Gevisser married in 2009 after South Africa became the fifth country in the world to legalise same-sex marriage and was the first country to guarantee equality on the basis of sexual orientation. However, twenty kilometers away in Malawi, an engagement ceremony resulted in a sentence of 14 years with hard labour for one of the participants, and black working-class lesbians were subjected to ‘corrective rape’.
While same-sex marriage and gender affirmation was being celebrated in some countries, laws were being strengthened to criminalise such activities in other countries. So, for the last seven years, Gevisser has travelled the world trying to understand how the world is changing and what struggles are still on-going.
Visiting nine countries, he discovered twenty-first century stories from the other side of the ‘pink line’ that divides the world into haves and have-nots of the LGBT component of human rights. In 2013, the United Kingdom passed a bill to allow same-sex marriage while Nigeria officially announced a Same Sex Marriage (Prohibition) Act in the name of ‘traditional values’, ‘cultural sovereignty’ and ‘natural order’.
Gevisser’s research is deeply intimate and thorough as he documents people’s stories – from exiled Ugandan refugees to Egyptian activists struggling to hold onto love; from transgender women in Russia trying to see their children to transitioning teens in America’s Midwest.

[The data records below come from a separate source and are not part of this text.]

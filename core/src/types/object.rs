use std::collections::BTreeMap;
use std::fmt;

use serde::{Deserialize, Serialize};
use serde_json::Value;

/// Object kinds the controller reads or writes in the cluster store.
#[derive(Debug, Clone, Copy, Serialize, Deserialize, PartialEq, Eq, Hash, PartialOrd, Ord)]
#[serde(rename_all = "snake_case")]
pub enum Kind {
    Namespace,
    Secret,
    Service,
    ServiceAccount,
    Route,
    ClusterRole,
    ClusterRoleBinding,
    Deployment,
    DaemonSet,
    Pod,
    CatalogSource,
    Subscription,
    OperatorGroup,
    ClusterServiceVersion,
    Prometheus,
    Alertmanager,
    Grafana,
}

impl Kind {
    /// Cluster-scoped kinds are addressed without a namespace.
    pub fn is_cluster_scoped(self) -> bool {
        matches!(
            self,
            Kind::Namespace | Kind::ClusterRole | Kind::ClusterRoleBinding
        )
    }
}

impl fmt::Display for Kind {
    fn fmt(&self, f: &mut fmt::Formatter<'_>) -> fmt::Result {
        let s = match self {
            Kind::Namespace => "namespace",
            Kind::Secret => "secret",
            Kind::Service => "service",
            Kind::ServiceAccount => "service_account",
            Kind::Route => "route",
            Kind::ClusterRole => "cluster_role",
            Kind::ClusterRoleBinding => "cluster_role_binding",
            Kind::Deployment => "deployment",
            Kind::DaemonSet => "daemon_set",
            Kind::Pod => "pod",
            Kind::CatalogSource => "catalog_source",
            Kind::Subscription => "subscription",
            Kind::OperatorGroup => "operator_group",
            Kind::ClusterServiceVersion => "cluster_service_version",
            Kind::Prometheus => "prometheus",
            Kind::Alertmanager => "alertmanager",
            Kind::Grafana => "grafana",
        };
        f.write_str(s)
    }
}

/// Identity of an object in the store: (kind, namespace, name).
///
/// Cluster-scoped objects carry an empty namespace.
#[derive(Debug, Clone, Serialize, Deserialize, PartialEq, Eq, Hash, PartialOrd, Ord)]
pub struct ObjectRef {
    pub kind: Kind,
    #[serde(default)]
    pub namespace: String,
    pub name: String,
}

impl ObjectRef {
    pub fn namespaced(kind: Kind, namespace: &str, name: &str) -> Self {
        ObjectRef {
            kind,
            namespace: namespace.to_string(),
            name: name.to_string(),
        }
    }

    pub fn cluster(kind: Kind, name: &str) -> Self {
        ObjectRef {
            kind,
            namespace: String::new(),
            name: name.to_string(),
        }
    }

    /// The same kind and namespace under a different name. Used to address
    /// objects that still carry a legacy name.
    pub fn renamed(&self, name: &str) -> Self {
        ObjectRef {
            kind: self.kind,
            namespace: self.namespace.clone(),
            name: name.to_string(),
        }
    }
}

impl fmt::Display for ObjectRef {
    fn fmt(&self, f: &mut fmt::Formatter<'_>) -> fmt::Result {
        if self.namespace.is_empty() {
            write!(f, "{}/{}", self.kind, self.name)
        } else {
            write!(f, "{}/{}/{}", self.kind, self.namespace, self.name)
        }
    }
}

/// A store-resident object together with its concurrency token.
#[derive(Debug, Clone, Serialize, Deserialize, PartialEq)]
pub struct ManagedObject {
    #[serde(flatten)]
    pub identity: ObjectRef,
    #[serde(default, skip_serializing_if = "BTreeMap::is_empty")]
    pub labels: BTreeMap<String, String>,
    #[serde(default)]
    pub spec: Value,
    #[serde(default)]
    pub status: Value,
    /// Optimistic concurrency token. Zero on objects not yet stored.
    #[serde(default)]
    pub resource_version: u64,
}

impl ManagedObject {
    /// An object carrying only its identity.
    pub fn empty(identity: ObjectRef) -> Self {
        ManagedObject {
            identity,
            labels: BTreeMap::new(),
            spec: Value::Null,
            status: Value::Null,
            resource_version: 0,
        }
    }

    pub fn with_label(mut self, key: &str, value: &str) -> Self {
        self.labels.insert(key.to_string(), value.to_string());
        self
    }

    pub fn with_spec(mut self, spec: Value) -> Self {
        self.spec = spec;
        self
    }

    pub fn with_status(mut self, status: Value) -> Self {
        self.status = status;
        self
    }

    /// Set one top-level spec field, turning a null spec into an object first.
    /// Fields not named here are left untouched.
    pub fn set_spec_field(&mut self, key: &str, value: Value) {
        if !self.spec.is_object() {
            self.spec = Value::Object(serde_json::Map::new());
        }
        if let Value::Object(map) = &mut self.spec {
            map.insert(key.to_string(), value);
        }
    }

    pub fn spec_field(&self, key: &str) -> Option<&Value> {
        self.spec.get(key)
    }

    pub fn matches(&self, selector: &Selector) -> bool {
        if self.identity.kind != selector.kind {
            return false;
        }
        if let Some(ns) = &selector.namespace {
            if &self.identity.namespace != ns {
                return false;
            }
        }
        selector
            .labels
            .iter()
            .all(|(k, v)| self.labels.get(k) == Some(v))
    }
}

/// A list query: one kind, optionally one namespace, plus label equality.
#[derive(Debug, Clone, Serialize, Deserialize, PartialEq, Eq)]
pub struct Selector {
    pub kind: Kind,
    #[serde(default)]
    pub namespace: Option<String>,
    #[serde(default)]
    pub labels: BTreeMap<String, String>,
}

impl Selector {
    pub fn kind(kind: Kind) -> Self {
        Selector {
            kind,
            namespace: None,
            labels: BTreeMap::new(),
        }
    }

    pub fn in_namespace(mut self, namespace: &str) -> Self {
        self.namespace = Some(namespace.to_string());
        self
    }

    pub fn with_label(mut self, key: &str, value: &str) -> Self {
        self.labels.insert(key.to_string(), value.to_string());
        self
    }
}

impl fmt::Display for Selector {
    fn fmt(&self, f: &mut fmt::Formatter<'_>) -> fmt::Result {
        write!(f, "{}", self.kind)?;
        if let Some(ns) = &self.namespace {
            write!(f, " in {}", ns)?;
        }
        for (k, v) in &self.labels {
            write!(f, " {}={}", k, v)?;
        }
        Ok(())
    }
}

In 2008, the French Human Rights Minister Rama Yade drew the first ‘pink line’ across the floor of the United Nations General Assembly when she introduced a declaration on behalf of the European Union condemning “violations of human rights and fundamental freedoms based on sexual orientation or gender identity”.
Sixty-six countries supported the declaration and fifty-seven signed a counter declaration, protesting that the move interfered illegally in their domestic affairs. Gevisser sees that criminal ignorance arising from prejudice and personal preconceptions means that it is impossible to estimate how many LGBT people have been affected by violence and discrimination.
Transgender issues have really come to the fore in this century and there has been a huge resistance to challenging the gender binary, even though some countries have had a third gender for centuries. Gevisser investigates many battles including those that have been fought on the sports field, in school toilets and in courts.
Gevisser’s research shows how quickly things have changed and moved away from norms that have defined cultures and families for centuries. In just one generation, the beginning of the twenty-first century has welcomed radically new ideas about what a family looks like, but also who has the right to make one.
This is a groundbreaking record of oral histories, collected and put into print by a dedicated journalist. It brings to light the lives and struggles of people who would not normally be able to tell the world of their suffering. It also gives readers a chance to look at their internal ‘pink lines’, their judgments and their empathy.